TASK REQUIREMENTS: Tally the lines below that contain the word "StandardMaterial", then give the tally and nothing more.

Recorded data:
┄┄┄┄┄┄┄┄┄┄

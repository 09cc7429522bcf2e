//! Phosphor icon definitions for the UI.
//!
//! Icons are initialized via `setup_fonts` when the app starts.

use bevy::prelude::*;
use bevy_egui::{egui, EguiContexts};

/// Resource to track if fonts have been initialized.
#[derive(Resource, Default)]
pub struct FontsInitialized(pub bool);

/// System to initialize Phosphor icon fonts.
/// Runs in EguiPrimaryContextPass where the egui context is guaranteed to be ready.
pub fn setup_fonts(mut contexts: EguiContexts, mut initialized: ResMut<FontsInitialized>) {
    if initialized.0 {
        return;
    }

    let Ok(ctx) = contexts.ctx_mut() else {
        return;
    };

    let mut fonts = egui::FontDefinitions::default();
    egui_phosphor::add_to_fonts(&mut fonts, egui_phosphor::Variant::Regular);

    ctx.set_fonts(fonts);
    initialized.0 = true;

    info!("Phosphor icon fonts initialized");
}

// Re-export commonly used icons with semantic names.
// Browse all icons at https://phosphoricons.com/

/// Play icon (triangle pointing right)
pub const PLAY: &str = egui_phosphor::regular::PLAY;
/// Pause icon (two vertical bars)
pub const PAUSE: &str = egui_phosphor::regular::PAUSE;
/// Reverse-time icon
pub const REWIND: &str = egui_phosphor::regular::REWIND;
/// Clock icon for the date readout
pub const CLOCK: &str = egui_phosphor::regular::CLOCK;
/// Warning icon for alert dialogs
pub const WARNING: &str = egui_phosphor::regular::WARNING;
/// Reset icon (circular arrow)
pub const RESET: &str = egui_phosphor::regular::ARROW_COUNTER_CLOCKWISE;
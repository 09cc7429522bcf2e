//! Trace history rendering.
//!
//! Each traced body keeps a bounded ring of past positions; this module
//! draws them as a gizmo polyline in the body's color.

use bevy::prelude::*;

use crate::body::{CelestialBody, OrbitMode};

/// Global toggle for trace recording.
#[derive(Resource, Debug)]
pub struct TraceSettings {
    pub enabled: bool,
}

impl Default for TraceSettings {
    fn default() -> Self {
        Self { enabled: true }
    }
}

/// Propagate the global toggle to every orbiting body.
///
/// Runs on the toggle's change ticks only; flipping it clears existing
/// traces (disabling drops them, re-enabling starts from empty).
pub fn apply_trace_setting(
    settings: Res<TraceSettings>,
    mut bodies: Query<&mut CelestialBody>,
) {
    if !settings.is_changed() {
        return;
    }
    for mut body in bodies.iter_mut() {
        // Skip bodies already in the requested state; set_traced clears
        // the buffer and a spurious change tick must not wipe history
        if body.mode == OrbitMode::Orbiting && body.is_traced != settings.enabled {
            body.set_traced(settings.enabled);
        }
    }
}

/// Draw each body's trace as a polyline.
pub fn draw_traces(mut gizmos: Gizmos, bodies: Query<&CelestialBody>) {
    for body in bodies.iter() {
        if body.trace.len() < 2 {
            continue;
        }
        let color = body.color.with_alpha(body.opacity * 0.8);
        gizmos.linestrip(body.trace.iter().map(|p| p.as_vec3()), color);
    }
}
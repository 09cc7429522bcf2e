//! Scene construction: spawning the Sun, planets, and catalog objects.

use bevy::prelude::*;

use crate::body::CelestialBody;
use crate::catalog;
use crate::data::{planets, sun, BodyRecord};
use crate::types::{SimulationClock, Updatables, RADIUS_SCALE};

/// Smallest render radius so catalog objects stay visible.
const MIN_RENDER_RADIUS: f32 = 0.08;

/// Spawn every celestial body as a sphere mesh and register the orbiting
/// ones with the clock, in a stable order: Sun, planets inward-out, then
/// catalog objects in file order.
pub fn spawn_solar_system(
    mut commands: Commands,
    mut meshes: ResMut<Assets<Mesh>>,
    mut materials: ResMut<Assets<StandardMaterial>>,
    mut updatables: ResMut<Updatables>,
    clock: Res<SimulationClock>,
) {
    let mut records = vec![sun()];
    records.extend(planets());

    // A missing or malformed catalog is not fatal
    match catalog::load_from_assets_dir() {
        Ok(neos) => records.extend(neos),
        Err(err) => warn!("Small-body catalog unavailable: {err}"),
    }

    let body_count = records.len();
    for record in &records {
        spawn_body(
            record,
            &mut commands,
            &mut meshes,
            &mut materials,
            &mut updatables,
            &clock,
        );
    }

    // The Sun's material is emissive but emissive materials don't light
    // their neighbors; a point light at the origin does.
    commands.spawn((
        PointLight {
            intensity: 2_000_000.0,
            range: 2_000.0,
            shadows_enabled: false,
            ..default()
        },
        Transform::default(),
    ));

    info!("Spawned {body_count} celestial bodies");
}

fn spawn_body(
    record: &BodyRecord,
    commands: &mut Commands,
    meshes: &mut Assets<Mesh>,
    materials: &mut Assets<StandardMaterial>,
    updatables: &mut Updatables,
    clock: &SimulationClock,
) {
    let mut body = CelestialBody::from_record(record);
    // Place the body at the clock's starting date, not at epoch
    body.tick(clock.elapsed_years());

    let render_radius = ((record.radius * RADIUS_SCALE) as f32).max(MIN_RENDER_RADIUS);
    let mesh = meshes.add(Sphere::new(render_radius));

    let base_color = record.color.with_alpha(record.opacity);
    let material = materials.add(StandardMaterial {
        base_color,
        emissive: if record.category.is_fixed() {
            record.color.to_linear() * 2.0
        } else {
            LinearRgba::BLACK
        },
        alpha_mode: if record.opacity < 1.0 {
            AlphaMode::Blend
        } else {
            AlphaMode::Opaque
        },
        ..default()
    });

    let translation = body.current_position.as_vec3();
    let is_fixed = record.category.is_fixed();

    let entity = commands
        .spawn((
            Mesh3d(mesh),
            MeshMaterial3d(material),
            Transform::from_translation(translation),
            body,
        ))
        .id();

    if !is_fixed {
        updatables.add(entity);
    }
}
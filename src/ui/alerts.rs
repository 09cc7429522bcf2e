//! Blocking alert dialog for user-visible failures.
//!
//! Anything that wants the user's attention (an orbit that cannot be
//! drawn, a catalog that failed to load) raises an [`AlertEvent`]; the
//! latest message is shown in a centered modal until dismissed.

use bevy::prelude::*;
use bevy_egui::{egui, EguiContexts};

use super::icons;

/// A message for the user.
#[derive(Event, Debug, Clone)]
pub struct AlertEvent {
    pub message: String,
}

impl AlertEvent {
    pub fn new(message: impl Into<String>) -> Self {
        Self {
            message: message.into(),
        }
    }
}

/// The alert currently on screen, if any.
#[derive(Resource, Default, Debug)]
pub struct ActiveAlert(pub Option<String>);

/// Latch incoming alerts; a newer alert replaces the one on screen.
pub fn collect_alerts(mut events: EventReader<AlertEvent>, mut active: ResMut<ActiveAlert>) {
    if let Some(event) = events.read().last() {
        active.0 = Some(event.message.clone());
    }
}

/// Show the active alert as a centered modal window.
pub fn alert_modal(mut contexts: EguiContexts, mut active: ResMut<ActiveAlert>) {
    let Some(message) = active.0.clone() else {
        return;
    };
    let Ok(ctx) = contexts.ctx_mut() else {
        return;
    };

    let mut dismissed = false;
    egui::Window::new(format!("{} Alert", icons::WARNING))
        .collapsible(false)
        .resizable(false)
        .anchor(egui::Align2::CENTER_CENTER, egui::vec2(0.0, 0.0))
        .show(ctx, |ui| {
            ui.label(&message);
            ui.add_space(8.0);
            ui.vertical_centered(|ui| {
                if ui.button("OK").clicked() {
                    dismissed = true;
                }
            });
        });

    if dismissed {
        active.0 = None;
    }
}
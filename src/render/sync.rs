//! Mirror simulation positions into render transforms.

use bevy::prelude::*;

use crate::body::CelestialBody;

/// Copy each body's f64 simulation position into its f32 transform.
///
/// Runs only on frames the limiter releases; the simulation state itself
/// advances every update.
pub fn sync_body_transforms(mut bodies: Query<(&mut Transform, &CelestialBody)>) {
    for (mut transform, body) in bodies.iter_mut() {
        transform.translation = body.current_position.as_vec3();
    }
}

┄┄┄┄┄┄┄┄┄┄

ANSWER BOX: 3